■ **Records for this task**
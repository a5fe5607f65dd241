// Shared test helpers: an in-memory gateway that records every call and a
// terminal that captures everything written to it.

#![allow(dead_code)]

use async_trait::async_trait;
use bytes::Bytes;
use doke::frame::{StreamKind, encode_frame};
use doke::gateway::{ContainerFilter, Gateway, GatewayError, LogOptions, LogStream};
use doke::inspect::Terminal;
use doke::models::*;
use futures_util::StreamExt;
use futures_util::stream;
use std::collections::{HashSet, VecDeque};
use std::io::Write;
use std::sync::{Arc, Mutex};

pub fn engine_failure(operation: &'static str) -> GatewayError {
    GatewayError::Engine {
        operation,
        source: bollard::errors::Error::DockerResponseServerError {
            status_code: 500,
            message: "boom".into(),
        },
    }
}

pub fn container(id: &str, name: &str, state: ContainerState) -> ContainerSummary {
    ContainerSummary {
        id: id.into(),
        names: vec![format!("/{}", name)],
        image: "alpine".into(),
        state,
    }
}

pub fn image(id: &str, tags: &[&str], size: u64) -> ImageSummary {
    ImageSummary {
        id: id.into(),
        repo_tags: tags.iter().map(|t| t.to_string()).collect(),
        size,
    }
}

pub fn stdout_chunk(text: &str) -> Bytes {
    encode_frame(StreamKind::Stdout, text.as_bytes())
}

#[derive(Default)]
pub struct RecordingGateway {
    pub containers: Vec<ContainerSummary>,
    pub images: Vec<ImageSummary>,
    pub networks: Vec<NetworkSummary>,
    pub volumes: Vec<VolumeSummary>,
    pub image_prune: PruneReport,
    pub network_prune: PruneReport,
    pub volume_prune: PruneReport,
    pub config: Option<ContainerConfig>,
    pub engine: EngineInfo,
    pub disk: DiskUsage,
    /// Returned for any state-filtered listing regardless of their parsed state.
    pub engine_matched: Vec<ContainerSummary>,
    /// Container ids whose removal fails.
    pub fail_removal: HashSet<String>,
    /// Operation names that fail outright.
    pub failing: HashSet<&'static str>,
    /// Consumed in order; an exhausted queue yields a default sample.
    pub samples: Mutex<VecDeque<Result<TelemetrySample, GatewayError>>>,
    pub log_chunks: Vec<Bytes>,
    /// Yield a read error after this many chunks; later chunks still follow it.
    pub log_error_after: Option<usize>,
    /// Keep the log stream open after the scripted chunks.
    pub hold_logs_open: bool,
    pub calls: Mutex<Vec<String>>,
}

impl RecordingGateway {
    pub fn calls(&self) -> Vec<String> {
        self.calls.lock().unwrap().clone()
    }

    pub fn count(&self, prefix: &str) -> usize {
        self.calls()
            .iter()
            .filter(|c| c.starts_with(prefix))
            .count()
    }

    /// Calls that change engine state.
    pub fn mutations(&self) -> Vec<String> {
        self.calls()
            .into_iter()
            .filter(|c| c.starts_with("remove_") || c.starts_with("prune_"))
            .collect()
    }

    fn record(&self, call: String) {
        self.calls.lock().unwrap().push(call);
    }

    fn check(&self, operation: &'static str) -> Result<(), GatewayError> {
        if self.failing.contains(operation) {
            return Err(engine_failure(operation));
        }
        Ok(())
    }
}

#[async_trait]
impl Gateway for RecordingGateway {
    async fn list_containers(
        &self,
        filter: ContainerFilter,
    ) -> Result<Vec<ContainerSummary>, GatewayError> {
        self.record(format!("list_containers:{:?}", filter.states));
        self.check("list_containers")?;
        let mut listed: Vec<ContainerSummary> = self
            .containers
            .iter()
            .filter(|c| filter.states.is_empty() || filter.states.contains(&c.state))
            .cloned()
            .collect();
        if !filter.states.is_empty() {
            listed.extend(self.engine_matched.iter().cloned());
        }
        Ok(listed)
    }

    async fn remove_container(&self, id: &str) -> Result<(), GatewayError> {
        self.record(format!("remove_container:{}", id));
        if self.fail_removal.contains(id) {
            return Err(engine_failure("remove_container"));
        }
        Ok(())
    }

    async fn inspect_container(&self, id: &str) -> Result<ContainerConfig, GatewayError> {
        self.record(format!("inspect_container:{}", id));
        self.check("inspect_container")?;
        self.config
            .clone()
            .ok_or_else(|| GatewayError::NotFound(id.to_string()))
    }

    async fn list_images(&self) -> Result<Vec<ImageSummary>, GatewayError> {
        self.record("list_images".into());
        self.check("list_images")?;
        Ok(self.images.clone())
    }

    async fn list_networks(&self) -> Result<Vec<NetworkSummary>, GatewayError> {
        self.record("list_networks".into());
        self.check("list_networks")?;
        Ok(self.networks.clone())
    }

    async fn list_volumes(&self) -> Result<Vec<VolumeSummary>, GatewayError> {
        self.record("list_volumes".into());
        self.check("list_volumes")?;
        Ok(self.volumes.clone())
    }

    async fn prune_images(&self, dangling_only: bool) -> Result<PruneReport, GatewayError> {
        self.record(format!("prune_images:dangling_only={}", dangling_only));
        self.check("prune_images")?;
        Ok(self.image_prune)
    }

    async fn prune_networks(&self) -> Result<PruneReport, GatewayError> {
        self.record("prune_networks".into());
        self.check("prune_networks")?;
        Ok(self.network_prune)
    }

    async fn prune_volumes(&self) -> Result<PruneReport, GatewayError> {
        self.record("prune_volumes".into());
        self.check("prune_volumes")?;
        Ok(self.volume_prune)
    }

    async fn stats_snapshot(&self, id: &str) -> Result<TelemetrySample, GatewayError> {
        self.record(format!("stats_snapshot:{}", id));
        self.samples
            .lock()
            .unwrap()
            .pop_front()
            .unwrap_or_else(|| Ok(TelemetrySample::default()))
    }

    async fn stream_logs(&self, id: &str, options: LogOptions) -> Result<LogStream, GatewayError> {
        self.record(format!("stream_logs:{}:tail={}", id, options.tail));
        self.check("stream_logs")?;
        let mut items: Vec<Result<Bytes, GatewayError>> =
            self.log_chunks.iter().cloned().map(Ok).collect();
        if let Some(n) = self.log_error_after {
            items.insert(n.min(items.len()), Err(engine_failure("read_logs")));
        }
        let chunks = stream::iter(items);
        if self.hold_logs_open {
            Ok(chunks.chain(stream::pending()).boxed())
        } else {
            Ok(chunks.boxed())
        }
    }

    async fn system_info(&self) -> Result<EngineInfo, GatewayError> {
        self.record("system_info".into());
        self.check("system_info")?;
        Ok(self.engine.clone())
    }

    async fn disk_usage(&self) -> Result<DiskUsage, GatewayError> {
        self.record("disk_usage".into());
        self.check("disk_usage")?;
        Ok(self.disk.clone())
    }
}

/// Terminal whose writers all append to one shared buffer.
#[derive(Clone, Default)]
pub struct CaptureTerminal {
    buf: Arc<Mutex<Vec<u8>>>,
}

impl CaptureTerminal {
    pub fn contents(&self) -> String {
        String::from_utf8_lossy(&self.buf.lock().unwrap()).into_owned()
    }
}

impl Terminal for CaptureTerminal {
    fn writer(&self) -> Box<dyn Write + Send> {
        Box::new(SharedWriter(self.buf.clone()))
    }
}

pub struct SharedWriter(Arc<Mutex<Vec<u8>>>);

impl Write for SharedWriter {
    fn write(&mut self, data: &[u8]) -> std::io::Result<usize> {
        self.0.lock().unwrap().extend_from_slice(data);
        Ok(data.len())
    }

    fn flush(&mut self) -> std::io::Result<()> {
        Ok(())
    }
}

■ **Exercise**
Word for word, write out every entry shown above.

■ **Task solution**
repository a5fe5607f65dd241
// Shared test helpers: an in-memory gateway that records every call and a
// terminal that captures everything written to it.

#![allow(dead_code)]

use async_trait::async_trait;
use bytes::Bytes;
use doke::frame::{StreamKind, encode_frame};
use doke::gateway::{ContainerFilter, Gateway, GatewayError, LogOptions, LogStream};
use doke::inspect::Terminal;
use doke::models::*;
use futures_util::StreamExt;
use futures_util::stream;
use std::collections::{HashSet, VecDeque};
use std::io::Write;
use std::sync::{Arc, Mutex};

pub fn engine_failure(operation: &'static str) -> GatewayError {
    GatewayError::Engine {
        operation,
        source: bollard::errors::Error::DockerResponseServerError {
            status_code: 500,
            message: "boom".into(),
        },
    }
}

pub fn container(id: &str, name: &str, state: ContainerState) -> ContainerSummary {
    ContainerSummary {
        id: id.into(),
        names: vec![format!("/{}", name)],
        image: "alpine".into(),
        state,
    }
}

pub fn image(id: &str, tags: &[&str], size: u64) -> ImageSummary {
    ImageSummary {
        id: id.into(),
        repo_tags: tags.iter().map(|t| t.to_string()).collect(),
        size,
    }
}

pub fn stdout_chunk(text: &str) -> Bytes {
    encode_frame(StreamKind::Stdout, text.as_bytes())
}

#[derive(Default)]
pub struct RecordingGateway {
    pub containers: Vec<ContainerSummary>,
    pub images: Vec<ImageSummary>,
    pub networks: Vec<NetworkSummary>,
    pub volumes: Vec<VolumeSummary>,
    pub image_prune: PruneReport,
    pub network_prune: PruneReport,
    pub volume_prune: PruneReport,
    pub config: Option<ContainerConfig>,
    pub engine: EngineInfo,
    pub disk: DiskUsage,
    /// Returned for any state-filtered listing regardless of their parsed state.
    pub engine_matched: Vec<ContainerSummary>,
    /// Container ids whose removal fails.
    pub fail_removal: HashSet<String>,
    /// Operation names that fail outright.
    pub failing: HashSet<&'static str>,
    /// Consumed in order; an exhausted queue yields a default sample.
    pub samples: Mutex<VecDeque<Result<TelemetrySample, GatewayError>>>,
    pub log_chunks: Vec<Bytes>,
    /// Yield a read error after this many chunks; later chunks still follow it.
    pub log_error_after: Option<usize>,
    /// Keep the log stream open after the scripted chunks.
    pub hold_logs_open: bool,
    pub calls: Mutex<Vec<String>>,
}

impl RecordingGateway {
    pub fn calls(&self) -> Vec<String> {
        self.calls.lock().unwrap().clone()
    }

    pub fn count(&self, prefix: &str) -> usize {
        self.calls()
            .iter()
            .filter(|c| c.starts_with(prefix))
            .count()
    }

    /// Calls that change engine state.
    pub fn mutations(&self) -> Vec<String> {
        self.calls()
            .into_iter()
            .filter(|c| c.starts_with("remove_") || c.starts_with("prune_"))
            .collect()
    }

    fn record(&self, call: String) {
        self.calls.lock().unwrap().push(call);
    }

    fn check(&self, operation: &'static str) -> Result<(), GatewayError> {
        if self.failing.contains(operation) {
            return Err(engine_failure(operation));
        }
        Ok(())
    }
}

#[async_trait]
impl Gateway for RecordingGateway {
    async fn list_containers(
        &self,
        filter: ContainerFilter,
    ) -> Result<Vec<ContainerSummary>, GatewayError> {
        self.record(format!("list_containers:{:?}", filter.states));
        self.check("list_containers")?;
        let mut listed: Vec<ContainerSummary> = self
            .containers
            .iter()
            .filter(|c| filter.states.is_empty() || filter.states.contains(&c.state))
            .cloned()
            .collect();
        if !filter.states.is_empty() {
            listed.extend(self.engine_matched.iter().cloned());
        }
        Ok(listed)
    }

    async fn remove_container(&self, id: &str) -> Result<(), GatewayError> {
        self.record(format!("remove_container:{}", id));
        if self.fail_removal.contains(id) {
            return Err(engine_failure("remove_container"));
        }
        Ok(())
    }

    async fn inspect_container(&self, id: &str) -> Result<ContainerConfig, GatewayError> {
        self.record(format!("inspect_container:{}", id));
        self.check("inspect_container")?;
        self.config
            .clone()
            .ok_or_else(|| GatewayError::NotFound(id.to_string()))
    }

    async fn list_images(&self) -> Result<Vec<ImageSummary>, GatewayError> {
        self.record("list_images".into());
        self.check("list_images")?;
        Ok(self.images.clone())
    }

    async fn list_networks(&self) -> Result<Vec<NetworkSummary>, GatewayError> {
        self.record("list_networks".into());
        self.check("list_networks")?;
        Ok(self.networks.clone())
    }

    async fn list_volumes(&self) -> Result<Vec<VolumeSummary>, GatewayError> {
        self.record("list_volumes".into());
        self.check("list_volumes")?;
        Ok(self.volumes.clone())
    }

    async fn prune_images(&self, dangling_only: bool) -> Result<PruneReport, GatewayError> {
        self.record(format!("prune_images:dangling_only={}", dangling_only));
        self.check("prune_images")?;
        Ok(self.image_prune)
    }

    async fn prune_networks(&self) -> Result<PruneReport, GatewayError> {
        self.record("prune_networks".into());
        self.check("prune_networks")?;
        Ok(self.network_prune)
    }

    async fn prune_volumes(&self) -> Result<PruneReport, GatewayError> {
        self.record("prune_volumes".into());
        self.check("prune_volumes")?;
        Ok(self.volume_prune)
    }

    async fn stats_snapshot(&self, id: &str) -> Result<TelemetrySample, GatewayError> {
        self.record(format!("stats_snapshot:{}", id));
        self.samples
            .lock()
            .unwrap()
            .pop_front()
            .unwrap_or_else(|| Ok(TelemetrySample::default()))
    }

    async fn stream_logs(&self, id: &str, options: LogOptions) -> Result<LogStream, GatewayError> {
        self.record(format!("stream_logs:{}:tail={}", id, options.tail));
        self.check("stream_logs")?;
        let mut items: Vec<Result<Bytes, GatewayError>> =
            self.log_chunks.iter().cloned().map(Ok).collect();
        if let Some(n) = self.log_error_after {
            items.insert(n.min(items.len()), Err(engine_failure("read_logs")));
        }
        let chunks = stream::iter(items);
        if self.hold_logs_open {
            Ok(chunks.chain(stream::pending()).boxed())
        } else {
            Ok(chunks.boxed())
        }
    }

    async fn system_info(&self) -> Result<EngineInfo, GatewayError> {
        self.record("system_info".into());
        self.check("system_info")?;
        Ok(self.engine.clone())
    }

    async fn disk_usage(&self) -> Result<DiskUsage, GatewayError> {
        self.record("disk_usage".into());
        self.check("disk_usage")?;
        Ok(self.disk.clone())
    }
}

/// Terminal whose writers all append to one shared buffer.
#[derive(Clone, Default)]
pub struct CaptureTerminal {
    buf: Arc<Mutex<Vec<u8>>>,
}

impl CaptureTerminal {
    pub fn contents(&self) -> String {
        String::from_utf8_lossy(&self.buf.lock().unwrap()).into_owned()
    }
}

impl Terminal for CaptureTerminal {
    fn writer(&self) -> Box<dyn Write + Send> {
        Box::new(SharedWriter(self.buf.clone()))
    }
}

pub struct SharedWriter(Arc<Mutex<Vec<u8>>>);

impl Write for SharedWriter {
    fn write(&mut self, data: &[u8]) -> std::io::Result<usize> {
        self.0.lock().unwrap().extend_from_slice(data);
        Ok(data.len())
    }

    fn flush(&mut self) -> std::io::Result<()> {
        Ok(())
    }
}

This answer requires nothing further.